When you reach the entries below, transcribe each one exactly as it stands.

§ **EXERCISE DATA**

####

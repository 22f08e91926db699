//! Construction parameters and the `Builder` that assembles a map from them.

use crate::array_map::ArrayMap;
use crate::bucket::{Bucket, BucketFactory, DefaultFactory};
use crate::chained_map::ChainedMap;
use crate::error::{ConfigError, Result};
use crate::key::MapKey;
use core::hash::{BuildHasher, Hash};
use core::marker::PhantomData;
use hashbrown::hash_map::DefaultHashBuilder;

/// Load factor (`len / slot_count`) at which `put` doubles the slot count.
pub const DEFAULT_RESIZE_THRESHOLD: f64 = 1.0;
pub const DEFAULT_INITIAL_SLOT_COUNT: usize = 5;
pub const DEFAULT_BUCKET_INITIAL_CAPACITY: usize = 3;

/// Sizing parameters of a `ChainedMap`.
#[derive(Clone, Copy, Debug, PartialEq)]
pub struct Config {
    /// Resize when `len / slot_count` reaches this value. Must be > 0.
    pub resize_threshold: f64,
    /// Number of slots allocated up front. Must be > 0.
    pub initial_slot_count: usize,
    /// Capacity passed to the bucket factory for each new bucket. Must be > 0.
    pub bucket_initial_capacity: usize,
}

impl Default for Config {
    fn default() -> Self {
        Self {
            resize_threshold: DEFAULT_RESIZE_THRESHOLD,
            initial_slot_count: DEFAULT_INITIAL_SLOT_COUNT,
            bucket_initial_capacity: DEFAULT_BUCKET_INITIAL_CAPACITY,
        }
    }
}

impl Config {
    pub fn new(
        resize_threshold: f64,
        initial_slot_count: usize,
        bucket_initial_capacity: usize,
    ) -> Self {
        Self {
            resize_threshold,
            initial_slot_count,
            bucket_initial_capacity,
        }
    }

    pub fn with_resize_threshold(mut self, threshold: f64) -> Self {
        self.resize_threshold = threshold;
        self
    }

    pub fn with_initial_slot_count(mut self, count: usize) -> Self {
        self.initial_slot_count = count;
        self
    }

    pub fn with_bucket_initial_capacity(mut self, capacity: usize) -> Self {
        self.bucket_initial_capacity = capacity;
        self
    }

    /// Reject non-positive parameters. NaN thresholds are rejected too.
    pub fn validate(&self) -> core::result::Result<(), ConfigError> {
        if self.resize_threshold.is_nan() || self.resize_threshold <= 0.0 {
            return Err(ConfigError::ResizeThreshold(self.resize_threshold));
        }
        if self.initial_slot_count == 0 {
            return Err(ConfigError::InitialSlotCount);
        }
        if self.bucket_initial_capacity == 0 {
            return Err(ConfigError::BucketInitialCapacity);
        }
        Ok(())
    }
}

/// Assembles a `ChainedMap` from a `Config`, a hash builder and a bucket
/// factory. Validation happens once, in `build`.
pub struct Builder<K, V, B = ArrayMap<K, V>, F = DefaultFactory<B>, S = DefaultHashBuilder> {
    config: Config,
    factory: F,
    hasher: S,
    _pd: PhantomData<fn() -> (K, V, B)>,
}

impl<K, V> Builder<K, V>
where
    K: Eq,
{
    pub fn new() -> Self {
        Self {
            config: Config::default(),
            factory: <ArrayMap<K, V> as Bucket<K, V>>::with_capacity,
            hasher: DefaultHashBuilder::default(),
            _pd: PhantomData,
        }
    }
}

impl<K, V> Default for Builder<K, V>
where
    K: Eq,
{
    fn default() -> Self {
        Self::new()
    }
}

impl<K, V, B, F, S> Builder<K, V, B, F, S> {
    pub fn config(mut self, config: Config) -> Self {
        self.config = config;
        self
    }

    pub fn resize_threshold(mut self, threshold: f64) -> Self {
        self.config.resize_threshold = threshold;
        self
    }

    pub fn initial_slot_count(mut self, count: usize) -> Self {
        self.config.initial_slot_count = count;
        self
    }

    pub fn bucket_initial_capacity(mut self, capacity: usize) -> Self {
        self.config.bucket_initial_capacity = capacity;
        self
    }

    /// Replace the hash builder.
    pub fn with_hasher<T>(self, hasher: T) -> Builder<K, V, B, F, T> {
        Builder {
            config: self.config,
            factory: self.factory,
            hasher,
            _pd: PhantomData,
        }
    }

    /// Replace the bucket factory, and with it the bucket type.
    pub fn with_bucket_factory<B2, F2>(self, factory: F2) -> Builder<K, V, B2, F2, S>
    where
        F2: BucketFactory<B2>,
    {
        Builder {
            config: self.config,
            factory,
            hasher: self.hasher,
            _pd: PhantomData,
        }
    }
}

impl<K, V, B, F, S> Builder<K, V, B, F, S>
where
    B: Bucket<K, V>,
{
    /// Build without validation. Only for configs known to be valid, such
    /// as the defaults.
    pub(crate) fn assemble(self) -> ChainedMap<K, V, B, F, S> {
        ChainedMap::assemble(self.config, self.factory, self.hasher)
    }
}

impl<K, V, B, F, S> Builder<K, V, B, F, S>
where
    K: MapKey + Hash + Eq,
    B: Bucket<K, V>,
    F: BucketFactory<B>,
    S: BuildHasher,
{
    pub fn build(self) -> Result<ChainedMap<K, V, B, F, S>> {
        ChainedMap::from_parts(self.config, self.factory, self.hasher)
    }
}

####

§ **EXERCISE OUTPUT**
repository 22f08e91926db699
//! Construction parameters and the `Builder` that assembles a map from them.

use crate::array_map::ArrayMap;
use crate::bucket::{Bucket, BucketFactory, DefaultFactory};
use crate::chained_map::ChainedMap;
use crate::error::{ConfigError, Result};
use crate::key::MapKey;
use core::hash::{BuildHasher, Hash};
use core::marker::PhantomData;
use hashbrown::hash_map::DefaultHashBuilder;

/// Load factor (`len / slot_count`) at which `put` doubles the slot count.
pub const DEFAULT_RESIZE_THRESHOLD: f64 = 1.0;
pub const DEFAULT_INITIAL_SLOT_COUNT: usize = 5;
pub const DEFAULT_BUCKET_INITIAL_CAPACITY: usize = 3;

/// Sizing parameters of a `ChainedMap`.
#[derive(Clone, Copy, Debug, PartialEq)]
pub struct Config {
    /// Resize when `len / slot_count` reaches this value. Must be > 0.
    pub resize_threshold: f64,
    /// Number of slots allocated up front. Must be > 0.
    pub initial_slot_count: usize,
    /// Capacity passed to the bucket factory for each new bucket. Must be > 0.
    pub bucket_initial_capacity: usize,
}

impl Default for Config {
    fn default() -> Self {
        Self {
            resize_threshold: DEFAULT_RESIZE_THRESHOLD,
            initial_slot_count: DEFAULT_INITIAL_SLOT_COUNT,
            bucket_initial_capacity: DEFAULT_BUCKET_INITIAL_CAPACITY,
        }
    }
}

impl Config {
    pub fn new(
        resize_threshold: f64,
        initial_slot_count: usize,
        bucket_initial_capacity: usize,
    ) -> Self {
        Self {
            resize_threshold,
            initial_slot_count,
            bucket_initial_capacity,
        }
    }

    pub fn with_resize_threshold(mut self, threshold: f64) -> Self {
        self.resize_threshold = threshold;
        self
    }

    pub fn with_initial_slot_count(mut self, count: usize) -> Self {
        self.initial_slot_count = count;
        self
    }

    pub fn with_bucket_initial_capacity(mut self, capacity: usize) -> Self {
        self.bucket_initial_capacity = capacity;
        self
    }

    /// Reject non-positive parameters. NaN thresholds are rejected too.
    pub fn validate(&self) -> core::result::Result<(), ConfigError> {
        if self.resize_threshold.is_nan() || self.resize_threshold <= 0.0 {
            return Err(ConfigError::ResizeThreshold(self.resize_threshold));
        }
        if self.initial_slot_count == 0 {
            return Err(ConfigError::InitialSlotCount);
        }
        if self.bucket_initial_capacity == 0 {
            return Err(ConfigError::BucketInitialCapacity);
        }
        Ok(())
    }
}

/// Assembles a `ChainedMap` from a `Config`, a hash builder and a bucket
/// factory. Validation happens once, in `build`.
pub struct Builder<K, V, B = ArrayMap<K, V>, F = DefaultFactory<B>, S = DefaultHashBuilder> {
    config: Config,
    factory: F,
    hasher: S,
    _pd: PhantomData<fn() -> (K, V, B)>,
}

impl<K, V> Builder<K, V>
where
    K: Eq,
{
    pub fn new() -> Self {
        Self {
            config: Config::default(),
            factory: <ArrayMap<K, V> as Bucket<K, V>>::with_capacity,
            hasher: DefaultHashBuilder::default(),
            _pd: PhantomData,
        }
    }
}

impl<K, V> Default for Builder<K, V>
where
    K: Eq,
{
    fn default() -> Self {
        Self::new()
    }
}

impl<K, V, B, F, S> Builder<K, V, B, F, S> {
    pub fn config(mut self, config: Config) -> Self {
        self.config = config;
        self
    }

    pub fn resize_threshold(mut self, threshold: f64) -> Self {
        self.config.resize_threshold = threshold;
        self
    }

    pub fn initial_slot_count(mut self, count: usize) -> Self {
        self.config.initial_slot_count = count;
        self
    }

    pub fn bucket_initial_capacity(mut self, capacity: usize) -> Self {
        self.config.bucket_initial_capacity = capacity;
        self
    }

    /// Replace the hash builder.
    pub fn with_hasher<T>(self, hasher: T) -> Builder<K, V, B, F, T> {
        Builder {
            config: self.config,
            factory: self.factory,
            hasher,
            _pd: PhantomData,
        }
    }

    /// Replace the bucket factory, and with it the bucket type.
    pub fn with_bucket_factory<B2, F2>(self, factory: F2) -> Builder<K, V, B2, F2, S>
    where
        F2: BucketFactory<B2>,
    {
        Builder {
            config: self.config,
            factory,
            hasher: self.hasher,
            _pd: PhantomData,
        }
    }
}

impl<K, V, B, F, S> Builder<K, V, B, F, S>
where
    B: Bucket<K, V>,
{
    /// Build without validation. Only for configs known to be valid, such
    /// as the defaults.
    pub(crate) fn assemble(self) -> ChainedMap<K, V, B, F, S> {
        ChainedMap::assemble(self.config, self.factory, self.hasher)
    }
}

impl<K, V, B, F, S> Builder<K, V, B, F, S>
where
    K: MapKey + Hash + Eq,
    B: Bucket<K, V>,
    F: BucketFactory<B>,
    S: BuildHasher,
{
    pub fn build(self) -> Result<ChainedMap<K, V, B, F, S>> {
        ChainedMap::from_parts(self.config, self.factory, self.hasher)
    }
}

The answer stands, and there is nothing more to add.